Keep each line of the material that includes "unknown", and leave out the rest.

┌──

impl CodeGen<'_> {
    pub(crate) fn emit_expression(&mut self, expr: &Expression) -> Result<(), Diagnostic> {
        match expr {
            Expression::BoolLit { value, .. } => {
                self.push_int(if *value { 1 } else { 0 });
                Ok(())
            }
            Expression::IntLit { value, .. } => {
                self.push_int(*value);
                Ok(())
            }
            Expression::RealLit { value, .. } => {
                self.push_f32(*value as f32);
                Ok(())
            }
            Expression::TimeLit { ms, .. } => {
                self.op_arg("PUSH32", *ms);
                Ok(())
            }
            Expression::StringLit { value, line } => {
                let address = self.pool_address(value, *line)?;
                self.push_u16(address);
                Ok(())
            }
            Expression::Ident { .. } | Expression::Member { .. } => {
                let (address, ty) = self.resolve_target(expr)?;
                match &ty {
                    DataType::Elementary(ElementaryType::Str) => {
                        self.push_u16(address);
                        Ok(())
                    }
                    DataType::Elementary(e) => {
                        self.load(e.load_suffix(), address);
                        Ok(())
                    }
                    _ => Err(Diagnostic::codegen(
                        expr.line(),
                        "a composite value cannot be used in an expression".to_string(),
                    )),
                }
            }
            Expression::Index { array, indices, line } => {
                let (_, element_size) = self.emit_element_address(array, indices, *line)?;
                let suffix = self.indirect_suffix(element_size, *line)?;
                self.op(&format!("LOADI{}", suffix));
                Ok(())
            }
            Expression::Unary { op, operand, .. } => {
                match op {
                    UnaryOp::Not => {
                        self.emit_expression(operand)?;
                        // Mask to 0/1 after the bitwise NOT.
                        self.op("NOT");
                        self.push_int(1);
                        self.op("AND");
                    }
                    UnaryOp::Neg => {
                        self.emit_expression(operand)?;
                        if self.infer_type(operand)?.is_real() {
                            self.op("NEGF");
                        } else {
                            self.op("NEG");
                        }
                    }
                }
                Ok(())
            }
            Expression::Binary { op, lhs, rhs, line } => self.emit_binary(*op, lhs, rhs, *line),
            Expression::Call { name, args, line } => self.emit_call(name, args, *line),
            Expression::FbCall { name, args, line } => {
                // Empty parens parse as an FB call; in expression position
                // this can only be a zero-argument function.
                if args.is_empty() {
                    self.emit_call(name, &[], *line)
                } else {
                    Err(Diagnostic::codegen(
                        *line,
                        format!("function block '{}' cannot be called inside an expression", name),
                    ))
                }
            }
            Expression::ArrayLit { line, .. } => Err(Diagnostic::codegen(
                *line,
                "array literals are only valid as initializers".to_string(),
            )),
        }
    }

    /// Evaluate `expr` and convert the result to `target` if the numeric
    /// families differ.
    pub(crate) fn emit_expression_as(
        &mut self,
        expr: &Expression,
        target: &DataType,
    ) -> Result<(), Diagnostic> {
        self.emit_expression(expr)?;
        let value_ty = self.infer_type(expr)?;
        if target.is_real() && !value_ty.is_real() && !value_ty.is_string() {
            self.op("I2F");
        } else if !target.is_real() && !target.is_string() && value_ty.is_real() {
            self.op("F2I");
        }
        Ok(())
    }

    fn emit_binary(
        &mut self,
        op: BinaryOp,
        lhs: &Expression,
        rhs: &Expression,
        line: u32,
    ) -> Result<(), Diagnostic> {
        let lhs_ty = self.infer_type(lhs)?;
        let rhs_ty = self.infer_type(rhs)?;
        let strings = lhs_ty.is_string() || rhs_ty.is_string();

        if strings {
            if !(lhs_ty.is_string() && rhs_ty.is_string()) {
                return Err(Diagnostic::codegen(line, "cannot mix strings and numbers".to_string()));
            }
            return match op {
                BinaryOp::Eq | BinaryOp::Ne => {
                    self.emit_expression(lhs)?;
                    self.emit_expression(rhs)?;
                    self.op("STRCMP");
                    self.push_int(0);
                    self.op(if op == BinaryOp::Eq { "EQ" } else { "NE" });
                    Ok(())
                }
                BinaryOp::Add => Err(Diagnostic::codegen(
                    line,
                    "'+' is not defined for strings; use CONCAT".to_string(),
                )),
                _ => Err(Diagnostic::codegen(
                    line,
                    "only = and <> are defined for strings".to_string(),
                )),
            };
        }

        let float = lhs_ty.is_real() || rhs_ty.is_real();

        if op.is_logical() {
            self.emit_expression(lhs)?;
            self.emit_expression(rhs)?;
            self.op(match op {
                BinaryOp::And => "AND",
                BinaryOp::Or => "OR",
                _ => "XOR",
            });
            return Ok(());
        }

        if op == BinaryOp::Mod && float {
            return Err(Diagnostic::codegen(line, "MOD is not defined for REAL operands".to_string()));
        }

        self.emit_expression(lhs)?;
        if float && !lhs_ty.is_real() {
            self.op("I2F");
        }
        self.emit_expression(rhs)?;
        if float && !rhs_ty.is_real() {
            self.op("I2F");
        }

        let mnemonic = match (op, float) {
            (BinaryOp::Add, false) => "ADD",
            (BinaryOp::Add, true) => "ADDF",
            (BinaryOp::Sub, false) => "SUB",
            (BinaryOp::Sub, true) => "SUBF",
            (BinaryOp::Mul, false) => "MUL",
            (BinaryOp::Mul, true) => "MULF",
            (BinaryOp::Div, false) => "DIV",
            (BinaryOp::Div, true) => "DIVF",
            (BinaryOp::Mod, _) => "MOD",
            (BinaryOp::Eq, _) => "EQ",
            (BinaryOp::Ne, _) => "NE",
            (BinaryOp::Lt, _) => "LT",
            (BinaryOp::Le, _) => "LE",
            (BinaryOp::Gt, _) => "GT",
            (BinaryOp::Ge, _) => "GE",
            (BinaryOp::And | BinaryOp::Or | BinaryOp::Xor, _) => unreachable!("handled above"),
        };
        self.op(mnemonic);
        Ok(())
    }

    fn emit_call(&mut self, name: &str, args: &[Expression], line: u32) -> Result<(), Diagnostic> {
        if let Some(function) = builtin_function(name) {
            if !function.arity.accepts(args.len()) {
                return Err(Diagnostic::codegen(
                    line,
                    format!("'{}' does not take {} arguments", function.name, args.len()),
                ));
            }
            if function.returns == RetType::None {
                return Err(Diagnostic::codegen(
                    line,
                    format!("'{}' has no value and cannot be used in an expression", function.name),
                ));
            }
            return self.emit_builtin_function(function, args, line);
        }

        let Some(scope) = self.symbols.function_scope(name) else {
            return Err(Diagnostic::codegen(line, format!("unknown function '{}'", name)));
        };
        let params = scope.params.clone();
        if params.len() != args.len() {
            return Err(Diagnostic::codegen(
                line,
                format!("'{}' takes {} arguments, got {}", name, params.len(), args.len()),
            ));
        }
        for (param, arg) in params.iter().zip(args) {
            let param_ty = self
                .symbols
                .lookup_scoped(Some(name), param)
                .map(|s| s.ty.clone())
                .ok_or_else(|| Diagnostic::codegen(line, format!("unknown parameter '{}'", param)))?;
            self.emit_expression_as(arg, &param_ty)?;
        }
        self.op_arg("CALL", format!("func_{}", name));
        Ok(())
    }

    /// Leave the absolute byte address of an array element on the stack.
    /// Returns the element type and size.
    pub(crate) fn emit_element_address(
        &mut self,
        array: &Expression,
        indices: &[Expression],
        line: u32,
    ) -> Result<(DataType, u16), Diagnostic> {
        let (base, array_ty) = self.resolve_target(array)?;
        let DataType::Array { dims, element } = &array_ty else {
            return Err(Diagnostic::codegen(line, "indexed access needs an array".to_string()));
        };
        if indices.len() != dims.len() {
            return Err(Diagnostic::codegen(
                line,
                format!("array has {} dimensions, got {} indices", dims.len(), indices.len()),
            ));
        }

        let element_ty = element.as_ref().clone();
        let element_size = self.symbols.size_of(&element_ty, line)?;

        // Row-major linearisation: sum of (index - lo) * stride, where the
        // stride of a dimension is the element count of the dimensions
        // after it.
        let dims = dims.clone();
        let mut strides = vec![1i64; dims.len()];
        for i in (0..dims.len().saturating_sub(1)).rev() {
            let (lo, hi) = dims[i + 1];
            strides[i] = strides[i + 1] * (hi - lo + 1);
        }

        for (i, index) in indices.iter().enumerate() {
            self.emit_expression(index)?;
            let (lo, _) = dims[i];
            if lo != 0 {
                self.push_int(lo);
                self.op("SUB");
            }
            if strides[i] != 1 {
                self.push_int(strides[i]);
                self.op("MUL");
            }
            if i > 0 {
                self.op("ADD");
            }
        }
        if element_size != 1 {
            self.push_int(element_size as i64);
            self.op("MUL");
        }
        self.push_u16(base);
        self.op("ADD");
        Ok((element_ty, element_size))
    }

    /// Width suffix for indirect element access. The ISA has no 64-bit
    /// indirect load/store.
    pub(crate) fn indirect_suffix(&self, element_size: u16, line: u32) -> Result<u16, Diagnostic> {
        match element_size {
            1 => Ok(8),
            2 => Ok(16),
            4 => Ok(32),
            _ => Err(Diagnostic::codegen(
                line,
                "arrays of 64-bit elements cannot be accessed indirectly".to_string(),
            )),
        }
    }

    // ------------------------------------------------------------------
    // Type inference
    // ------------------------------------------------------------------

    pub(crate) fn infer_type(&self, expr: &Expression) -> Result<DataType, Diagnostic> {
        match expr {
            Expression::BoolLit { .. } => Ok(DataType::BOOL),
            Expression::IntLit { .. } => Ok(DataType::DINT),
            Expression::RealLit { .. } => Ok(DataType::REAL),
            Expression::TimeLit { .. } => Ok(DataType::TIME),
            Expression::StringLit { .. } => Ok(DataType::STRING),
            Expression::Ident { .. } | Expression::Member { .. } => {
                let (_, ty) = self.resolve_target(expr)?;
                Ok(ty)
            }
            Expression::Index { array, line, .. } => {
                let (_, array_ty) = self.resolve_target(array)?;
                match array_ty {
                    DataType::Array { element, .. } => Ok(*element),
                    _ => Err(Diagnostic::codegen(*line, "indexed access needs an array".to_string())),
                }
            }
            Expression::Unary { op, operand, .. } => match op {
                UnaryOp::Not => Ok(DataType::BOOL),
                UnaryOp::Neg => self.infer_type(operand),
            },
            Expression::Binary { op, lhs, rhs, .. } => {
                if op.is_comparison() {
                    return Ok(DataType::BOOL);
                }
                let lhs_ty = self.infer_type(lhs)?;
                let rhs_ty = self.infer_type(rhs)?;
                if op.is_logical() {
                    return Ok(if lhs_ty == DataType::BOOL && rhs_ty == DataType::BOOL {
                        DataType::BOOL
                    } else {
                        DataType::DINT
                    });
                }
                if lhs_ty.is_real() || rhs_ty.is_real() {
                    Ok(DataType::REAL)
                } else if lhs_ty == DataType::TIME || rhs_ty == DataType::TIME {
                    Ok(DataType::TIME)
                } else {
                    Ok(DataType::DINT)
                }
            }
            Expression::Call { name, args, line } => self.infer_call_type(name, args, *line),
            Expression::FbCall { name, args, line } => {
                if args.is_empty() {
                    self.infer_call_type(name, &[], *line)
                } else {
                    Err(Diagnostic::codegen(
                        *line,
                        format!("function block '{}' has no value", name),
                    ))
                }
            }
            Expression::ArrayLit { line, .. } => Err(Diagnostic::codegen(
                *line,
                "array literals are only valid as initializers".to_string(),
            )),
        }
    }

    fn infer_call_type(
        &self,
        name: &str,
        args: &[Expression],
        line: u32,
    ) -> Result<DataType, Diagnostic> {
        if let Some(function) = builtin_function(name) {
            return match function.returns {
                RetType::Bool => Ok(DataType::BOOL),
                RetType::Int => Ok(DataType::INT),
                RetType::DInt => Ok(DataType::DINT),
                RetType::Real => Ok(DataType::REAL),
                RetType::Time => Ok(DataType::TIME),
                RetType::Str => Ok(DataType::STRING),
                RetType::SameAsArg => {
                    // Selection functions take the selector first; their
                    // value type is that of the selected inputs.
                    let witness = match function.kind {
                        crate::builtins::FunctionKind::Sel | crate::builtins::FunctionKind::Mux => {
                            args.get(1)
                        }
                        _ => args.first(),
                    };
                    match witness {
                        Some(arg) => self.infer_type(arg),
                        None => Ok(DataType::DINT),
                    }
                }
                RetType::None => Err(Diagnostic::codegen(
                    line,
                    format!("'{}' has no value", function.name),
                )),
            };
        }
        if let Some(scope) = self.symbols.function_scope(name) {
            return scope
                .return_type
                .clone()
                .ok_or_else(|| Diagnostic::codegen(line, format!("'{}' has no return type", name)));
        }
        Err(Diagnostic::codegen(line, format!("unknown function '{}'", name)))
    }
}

└──

■ **EXPECTED ANSWER**
            return Err(Diagnostic::codegen(line, format!("unknown function '{}'", name)));
                .ok_or_else(|| Diagnostic::codegen(line, format!("unknown parameter '{}'", param)))?;
        Err(Diagnostic::codegen(line, format!("unknown function '{}'", name)))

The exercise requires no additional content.